Robert has a good post up for folks wanting to run Windows Server 2008 R2 on their laptops. A lot of us do that so that we can run Hyper-V for demos or development purposes. If you enable the Desktop Experience feature along with Wireless LAN and a few other things, you effectively get a Windows 7-like desktop and the ability to run Hyper-V.

One of the challenges of this setup is that for some of the hardware in your laptop, Windows Server 2008 R2 may not detect drivers for it whereas if you were running Windows 7, the hardware would be detected and appropriate drivers downloaded from Windows Update. Robert’s post describes installing Windows 7 into another partition on the laptop and letting Windows Update detect and download the drivers into the Windows 7 install.
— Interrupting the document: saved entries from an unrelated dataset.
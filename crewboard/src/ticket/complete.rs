//! CompleteTicket command

use async_trait::async_trait;

use crate::context::CrewboardContext;
use crate::error::Result;
use crate::execute::Execute;
use crate::ticket::UpdateTicket;
use crate::types::{Ticket, TicketId};

/// Mark a ticket completed
///
/// Shorthand for [`UpdateTicket`] with only the completion flag set. The
/// ticket stays in its stage; completing an already completed ticket is a
/// no-op.
#[derive(Debug)]
pub struct CompleteTicket {
    /// Ticket to complete
    pub ticket_id: TicketId,
    /// Optional note for the history entry
    pub note: Option<String>,
}

impl CompleteTicket {
    /// Create a new CompleteTicket command
    pub fn new(ticket_id: TicketId) -> Self {
        Self {
            ticket_id,
            note: None,
        }
    }

    /// Attach a note to the history entry
    pub fn with_note(mut self, note: impl Into<String>) -> Self {
        self.note = Some(note.into());
        self
    }
}

#[async_trait]
impl Execute for CompleteTicket {
    type Output = Ticket;

    async fn execute(&self, ctx: &CrewboardContext) -> Result<Ticket> {
        let mut update = UpdateTicket::new(self.ticket_id.clone()).with_completed(true);
        if let Some(note) = &self.note {
            update = update.with_note(note.clone());
        }
        update.execute(ctx).await
    }
}
//! Sort keys and the Sortable trait

use chrono::{DateTime, Utc};

/// A typed, orderable key extracted from one row
///
/// One sort field always yields the same variant across rows of a given
/// entity type, so cross-variant comparisons do not occur in practice;
/// the derived order keeps them total anyway.
#[derive(Debug, Clone, PartialEq, Eq, PartialOrd, Ord)]
pub enum SortKey {
    Bool(bool),
    Int(i64),
    Text(String),
    Time(DateTime<Utc>),
}

impl From<bool> for SortKey {
    fn from(value: bool) -> Self {
        Self::Bool(value)
    }
}

impl From<i64> for SortKey {
    fn from(value: i64) -> Self {
        Self::Int(value)
    }
}

impl From<u32> for SortKey {
    fn from(value: u32) -> Self {
        Self::Int(value as i64)
    }
}

impl From<&str> for SortKey {
    fn from(value: &str) -> Self {
        Self::Text(value.to_string())
    }
}

impl From<String> for SortKey {
    fn from(value: String) -> Self {
        Self::Text(value)
    }
}

impl From<DateTime<Utc>> for SortKey {
    fn from(value: DateTime<Utc>) -> Self {
        Self::Time(value)
    }
}

/// Exposes an entity's sortable fields to the query engine
///
/// Field names are the serde field names callers already see in JSON
/// payloads. `sort_key` returns `None` when the field is unset on this
/// row (an empty assignee, say); unset keys sort before set ones when
/// ascending.
pub trait Sortable {
    /// Field names accepted in [`Sort::field`](crate::Sort)
    fn sort_fields() -> &'static [&'static str];

    /// The key for `field` on this row, or `None` when unset
    fn sort_key(&self, field: &str) -> Option<SortKey>;
}
//! AssignStageGroup command

use async_trait::async_trait;
use tracing::info;

use crewboard_query::QueryOptions;

use crate::context::CrewboardContext;
use crate::error::{CrewboardError, Result};
use crate::execute::Execute;
use crate::types::{Board, BoardId, BoardStage, Group, GroupId, StageId};

/// Hand ownership of a board stage to another group
#[derive(Debug)]
pub struct AssignStageGroup {
    /// Board the stage sits on
    pub board_id: BoardId,
    /// Stage changing hands
    pub stage_id: StageId,
    /// New owning group
    pub group_id: GroupId,
}

impl AssignStageGroup {
    /// Create a new AssignStageGroup command
    pub fn new(board_id: BoardId, stage_id: StageId, group_id: GroupId) -> Self {
        Self {
            board_id,
            stage_id,
            group_id,
        }
    }
}

#[async_trait]
impl Execute for AssignStageGroup {
    type Output = BoardStage;

    async fn execute(&self, ctx: &CrewboardContext) -> Result<BoardStage> {
        let mut uow = ctx.begin();

        uow.repo::<Board>()
            .get_by_id(&self.board_id)
            .await
            .ok_or_else(|| CrewboardError::not_found("board", &self.board_id))?;
        uow.repo::<Group>()
            .get_by_id(&self.group_id)
            .await
            .ok_or_else(|| CrewboardError::not_found("group", &self.group_id))?;

        let board_id = self.board_id.clone();
        let stage_id = self.stage_id.clone();
        let mut placement = uow
            .repo::<BoardStage>()
            .get(
                &QueryOptions::new().with_filter(move |l: &BoardStage| {
                    l.board_id == board_id && l.stage_id == stage_id
                }),
            )
            .await?
            .ok_or_else(|| CrewboardError::not_found("stage", &self.stage_id))?;

        if placement.group_id == self.group_id {
            return Ok(placement);
        }

        placement.group_id = self.group_id.clone();
        uow.repo::<BoardStage>().update(placement.clone()).await?;
        uow.save().await?;

        info!(
            board_id = %self.board_id,
            stage_id = %self.stage_id,
            group_id = %self.group_id,
            "assigned stage to group"
        );
        Ok(placement)
    }
}

#[cfg(test)]
mod tests {
    use super::*;
    use crate::board::ListStageGroups;
    use crate::error::ErrorKind;
    use crate::test_support;

    #[tokio::test]
    async fn test_assign_stage_group() {
        let ctx = test_support::ctx().await;
        let pipeline = test_support::seed_pipeline(&ctx).await;
        let billing = test_support::seed_group(&ctx, "Billing").await;

        let placement = AssignStageGroup::new(
            pipeline.board.id.clone(),
            pipeline.done.stage_id.clone(),
            billing.id.clone(),
        )
        .execute(&ctx)
        .await
        .unwrap();
        assert_eq!(placement.group_id, billing.id);

        let rows = ListStageGroups::new(pipeline.board.id.clone())
            .execute(&ctx)
            .await
            .unwrap();
        assert_eq!(rows[2].group_name, "Billing");
        assert_eq!(rows[0].group_name, "Platform");
    }

    #[tokio::test]
    async fn test_assign_stage_group_unknown_group() {
        let ctx = test_support::ctx().await;
        let pipeline = test_support::seed_pipeline(&ctx).await;

        let err = AssignStageGroup::new(
            pipeline.board.id.clone(),
            pipeline.done.stage_id.clone(),
            GroupId::new(),
        )
        .execute(&ctx)
        .await
        .unwrap_err();

        assert_eq!(err.kind(), ErrorKind::NotFound);
    }

    #[tokio::test]
    async fn test_assign_stage_not_on_board() {
        let ctx = test_support::ctx().await;
        let pipeline = test_support::seed_pipeline(&ctx).await;

        let err = AssignStageGroup::new(
            pipeline.board.id.clone(),
            StageId::new(),
            pipeline.group.id.clone(),
        )
        .execute(&ctx)
        .await
        .unwrap_err();

        assert_eq!(err.kind(), ErrorKind::NotFound);
    }
}
//! AddProject command

use async_trait::async_trait;
use tracing::info;

use crate::context::CrewboardContext;
use crate::error::{CrewboardError, Result};
use crate::execute::Execute;
use crate::types::{Project, User, UserId};

/// Add a new project
#[derive(Debug)]
pub struct AddProject {
    /// Project name
    pub name: String,
    /// Optional longer description
    pub description: Option<String>,
    /// Project lead; defaults to the acting user
    pub lead_id: Option<UserId>,
}

impl AddProject {
    /// Create a new AddProject command
    pub fn new(name: impl Into<String>) -> Self {
        Self {
            name: name.into(),
            description: None,
            lead_id: None,
        }
    }

    /// Set the description
    pub fn with_description(mut self, description: impl Into<String>) -> Self {
        self.description = Some(description.into());
        self
    }

    /// Set the project lead
    pub fn with_lead(mut self, lead_id: UserId) -> Self {
        self.lead_id = Some(lead_id);
        self
    }
}

#[async_trait]
impl Execute for AddProject {
    type Output = Project;

    async fn execute(&self, ctx: &CrewboardContext) -> Result<Project> {
        if self.name.trim().is_empty() {
            return Err(CrewboardError::invalid_value("name", "must not be empty"));
        }

        let mut uow = ctx.begin();

        // An explicitly chosen lead must exist; the session user is
        // trusted as-is.
        let lead_id = match &self.lead_id {
            Some(lead_id) => {
                uow.repo::<User>()
                    .get_by_id(lead_id)
                    .await
                    .ok_or_else(|| CrewboardError::not_found("user", lead_id))?;
                lead_id.clone()
            }
            None => ctx.user_id().clone(),
        };

        let mut project = Project::new(self.name.clone(), lead_id, ctx.user_id().clone());
        if let Some(description) = &self.description {
            project = project.with_description(description.clone());
        }

        uow.repo::<Project>().insert(project.clone());
        uow.save().await?;

        info!(project_id = %project.id, name = %project.name, "added project");
        Ok(project)
    }
}
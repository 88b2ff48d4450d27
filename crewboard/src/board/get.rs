//! GetBoard command

use async_trait::async_trait;
use serde::Serialize;

use crewboard_query::{QueryOptions, Sort};

use crate::context::CrewboardContext;
use crate::error::{CrewboardError, Result};
use crate::execute::Execute;
use crate::types::{Board, BoardId, BoardStage};

/// A board together with its stage placements, in pipeline order
#[derive(Debug, Clone, PartialEq, Serialize)]
pub struct BoardView {
    pub board: Board,
    pub stages: Vec<BoardStage>,
}

/// Fetch one board and its stages by board id
#[derive(Debug)]
pub struct GetBoard {
    /// Board to fetch
    pub board_id: BoardId,
}

impl GetBoard {
    /// Create a new GetBoard command
    pub fn new(board_id: BoardId) -> Self {
        Self { board_id }
    }
}

#[async_trait]
impl Execute for GetBoard {
    type Output = BoardView;

    async fn execute(&self, ctx: &CrewboardContext) -> Result<BoardView> {
        let mut uow = ctx.begin();

        let board = uow
            .repo::<Board>()
            .get_by_id(&self.board_id)
            .await
            .ok_or_else(|| CrewboardError::not_found("board", &self.board_id))?;

        let board_id = self.board_id.clone();
        let stages = uow
            .repo::<BoardStage>()
            .list(
                &QueryOptions::new()
                    .with_filter(move |s: &BoardStage| s.board_id == board_id)
                    .with_sort(Sort::asc("order")),
            )
            .await?;

        Ok(BoardView { board, stages })
    }
}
Then you can boot into Windows Server 2008 R2, go into device manager and search the DriverStore on the Windows 7 partition to find the drivers.

If you know specifically all the hardware in your notebook, either via the Vendor’s website or by taking a screenshot of Device Manager before you upgrade, another way to approach this without doing a separate install of Windows 7 is to search the Microsoft Update Catalog. This KB article talks about how to do that but basically you can search the catalog and download the driver packages directly without Windows Update having to detect your hardware. In my example, I have a Dell D820 with an NVIDIA Quadro NVS 120 display adapter. Sometimes Windows Server 2008 and R2 don’t detect this. Since I know exactly what card I have, I can go to the catalog, search for that adapter, and find then download the Windows 7 driver and install that. The screenshot below shows what the catalog looks like. You can search and add multiple drivers to the download basket then download them all.

Bottom line, if you don’t know all the hardware in your machine, use Robert’s method of installing Windows 7 in another partition to identify all the hardware and use the drivers you download there. If you know your hardware, give the update catalog a try.